The change was necessary because “we wanted to make sure that behavior was in line with the rules we have as a city,” said Centerville spokeswoman Kate Bostdorff.
“I know that they have not pursued charges against anyone since we’ve started the TNR program,” she added. “But people are allowed to knowingly feed as long as it’s part of the city sponsored partnership with SICSA.”
The city still bans “recklessly” leaving unattended food outdoors and will allow “controlled feeding that would be about 30 minutes per day,” Bostdorff said.
With unmanaged feeding, “you’re not only going to attract more cats, including cats that haven’t been neutered, but you’re also going to attract other animals — raccoons, foxes, etc., which isn’t something you necessarily want in your suburban communities any more than you have to,” Vondrell said.

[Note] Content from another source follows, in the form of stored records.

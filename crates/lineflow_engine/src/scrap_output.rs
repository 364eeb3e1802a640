//! Shipping scrapped items out in per-motive scrap lots.

use crate::apply::apply_decision;
use crate::error::{EngineError, Result};
use crate::Engine;
use chrono::Utc;
use lineflow_db::{items, lots, records, Item, Lot, LotStatus, LotType, NewLot, TransitionRecord, DEFAULT_LOT_PRIORITY};
use lineflow_lifecycle::{decide, Actor, Request, ScrapDetail, ScrapMotive};
use serde::Serialize;
use sqlx::sqlite::SqliteConnection;
use tracing::info;

#[derive(Debug, Clone, Serialize)]
pub struct ScrapOutputOutcome {
    pub item: Item,
    pub lot: Lot,
    pub records: Vec<TransitionRecord>,
}

/// `SCR{YYYY}{MM}-{MOTIVE}`; the store appends `-NNNN`.
fn scrap_lot_prefix(motive: ScrapMotive) -> String {
    format!("SCR{}-{}", Utc::now().format("%Y%m"), motive.as_str())
}

/// The lot a scrapped item ships in: the named one if given, else the open
/// lot for (SKU, user, motive), else a new one.
async fn target_lot(
    conn: &mut SqliteConnection,
    item: &Item,
    motive: ScrapMotive,
    lot_number: Option<&str>,
    actor: &Actor,
) -> Result<Lot> {
    if let Some(number) = lot_number {
        let lot = lots::find_by_number(conn, number)
            .await?
            .ok_or_else(|| EngineError::not_found(format!("lot {number}")))?;
        if !lot.is_scrap || lot.lot_type != LotType::Salida {
            return Err(EngineError::validation(format!("lot {number} is not a scrap output lot")));
        }
        if lot.status != LotStatus::EnProceso {
            return Err(EngineError::validation(format!("lot {number} is already {}", lot.status)));
        }
        if lot.scrap_motive != Some(motive) {
            return Err(EngineError::validation(format!(
                "{} has motive {motive} but lot {number} holds {}",
                item.serial,
                lot.scrap_motive.map(|m| m.as_str()).unwrap_or("no motive")
            )));
        }
        return Ok(lot);
    }

    if let Some(open) = lots::find_open_scrap_lot(conn, item.sku.as_deref(), &actor.user_id, motive).await? {
        return Ok(open);
    }

    let number = lots::next_sequenced_number(conn, &scrap_lot_prefix(motive)).await?;
    let lot = lots::upsert(
        conn,
        &NewLot {
            number,
            sku: item.sku.clone(),
            lot_type: LotType::Salida,
            is_scrap: true,
            scrap_motive: Some(motive),
            priority: DEFAULT_LOT_PRIORITY,
            responsible_id: Some(actor.user_id.clone()),
        },
    )
    .await?;
    Ok(lot)
}

impl Engine {
    /// Put a SCRAP item into an outbound scrap lot and record its detail.
    pub async fn register_scrap_output(
        &self,
        serial: &str,
        detail: ScrapDetail,
        lot_number: Option<&str>,
        actor: &Actor,
    ) -> Result<ScrapOutputOutcome> {
        let serial = serial.trim().to_uppercase();
        let snapshot = self.catalog.snapshot(&self.db).await?;

        let mut tx = self.db.pool().begin().await?;
        let item = items::find_by_serial(&mut tx, &serial)
            .await?
            .ok_or_else(|| EngineError::not_found(format!("item {serial}")))?;
        if let Some(lot_id) = item.outbound_lot_id {
            return Err(EngineError::validation(format!(
                "{serial} already left in outbound lot {lot_id}"
            )));
        }

        let decision = decide(&item.state(), actor, &Request::ScrapOutput { detail }, &snapshot.codes)?;
        let motive = item
            .scrap_motive
            .ok_or_else(|| EngineError::validation(format!("{serial} has no scrap motive")))?;

        let lot = target_lot(&mut tx, &item, motive, lot_number, actor).await?;
        let ids = apply_decision(&mut tx, &snapshot.states, &item, &decision, actor, Some(lot.id)).await?;

        let updated = items::find_by_serial(&mut tx, &serial)
            .await?
            .ok_or_else(|| EngineError::not_found(format!("item {serial}")))?;
        let records = records::fetch_by_ids(&mut tx, &ids).await?;
        tx.commit().await?;

        info!(serial = %serial, lot = %lot.number, motive = %motive, "Scrap output registered");

        Ok(ScrapOutputOutcome {
            item: updated,
            lot,
            records,
        })
    }
}

#[cfg(test)]
mod tests {
    use super::*;

    #[test]
    fn test_scrap_lot_prefix_shape() {
        let prefix = scrap_lot_prefix(ScrapMotive::Cosmetica);
        assert!(prefix.starts_with("SCR"));
        assert!(prefix.ends_with("-COSMETICA"));
        assert_eq!(prefix.len(), "SCR202601-COSMETICA".len());
    }
}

Centerville’s TNR program “is a realistic model that other communities can take and use,” Vondrell said.
Since the program started, the city has processed 274 cats and spent about $12,300 for surgeries costing $45 each, Centerville records show.
A majority of the trapping has occurred in large apartment complexes and “we need to open up that conversation with some of” them, said Centerville City Councilman Mark Engert.
The city has talked with some apartment complex officials with varied success, Bostdorff said.
Centerville Mayor Brooks Compton said strays “can be a problem in the community and I think we’ve been very fortunate that we’ve had community cat leaders who are willing to step up and move forward on the program…but it’s no time to let up.”